**INSTRUCTIONS FOR THE TASK:**
Below are some records. Copy every line in them that holds "TimerHandle".

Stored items
____________
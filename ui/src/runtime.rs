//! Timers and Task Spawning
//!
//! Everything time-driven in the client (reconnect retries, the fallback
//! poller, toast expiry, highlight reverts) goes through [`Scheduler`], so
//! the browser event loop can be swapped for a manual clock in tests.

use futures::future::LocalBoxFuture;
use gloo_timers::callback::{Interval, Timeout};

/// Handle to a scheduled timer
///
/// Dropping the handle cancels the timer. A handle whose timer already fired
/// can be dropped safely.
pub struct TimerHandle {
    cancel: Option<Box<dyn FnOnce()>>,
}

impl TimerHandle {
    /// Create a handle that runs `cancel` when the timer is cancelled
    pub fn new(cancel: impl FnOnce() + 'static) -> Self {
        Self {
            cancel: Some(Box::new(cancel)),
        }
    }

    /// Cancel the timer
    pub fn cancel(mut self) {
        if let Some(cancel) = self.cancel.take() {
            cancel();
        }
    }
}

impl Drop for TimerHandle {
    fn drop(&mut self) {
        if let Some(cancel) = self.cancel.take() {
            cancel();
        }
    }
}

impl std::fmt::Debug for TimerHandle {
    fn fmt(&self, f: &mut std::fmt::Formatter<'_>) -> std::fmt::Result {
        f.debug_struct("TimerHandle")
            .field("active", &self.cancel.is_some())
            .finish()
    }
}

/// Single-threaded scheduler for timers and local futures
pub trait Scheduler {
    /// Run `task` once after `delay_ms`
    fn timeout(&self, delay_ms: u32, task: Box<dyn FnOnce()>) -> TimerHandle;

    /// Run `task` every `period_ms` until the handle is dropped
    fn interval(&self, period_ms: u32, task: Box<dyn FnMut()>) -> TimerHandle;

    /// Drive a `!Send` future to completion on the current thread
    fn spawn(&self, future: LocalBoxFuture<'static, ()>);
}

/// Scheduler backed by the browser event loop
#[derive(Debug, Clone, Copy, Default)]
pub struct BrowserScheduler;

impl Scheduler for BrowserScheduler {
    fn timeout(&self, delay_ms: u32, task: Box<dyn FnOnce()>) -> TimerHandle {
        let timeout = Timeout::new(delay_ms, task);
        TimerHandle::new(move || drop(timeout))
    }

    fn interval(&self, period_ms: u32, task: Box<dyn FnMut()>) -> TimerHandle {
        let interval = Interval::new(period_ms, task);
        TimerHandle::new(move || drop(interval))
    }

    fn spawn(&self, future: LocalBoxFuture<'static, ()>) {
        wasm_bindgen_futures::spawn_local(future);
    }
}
____________
**EXERCISE SOLUTION:**
pub struct TimerHandle {
impl TimerHandle {
impl Drop for TimerHandle {
impl std::fmt::Debug for TimerHandle {
        f.debug_struct("TimerHandle")
    fn timeout(&self, delay_ms: u32, task: Box<dyn FnOnce()>) -> TimerHandle;
    fn interval(&self, period_ms: u32, task: Box<dyn FnMut()>) -> TimerHandle;
    fn timeout(&self, delay_ms: u32, task: Box<dyn FnOnce()>) -> TimerHandle {
        TimerHandle::new(move || drop(timeout))
    fn interval(&self, period_ms: u32, task: Box<dyn FnMut()>) -> TimerHandle {
        TimerHandle::new(move || drop(interval))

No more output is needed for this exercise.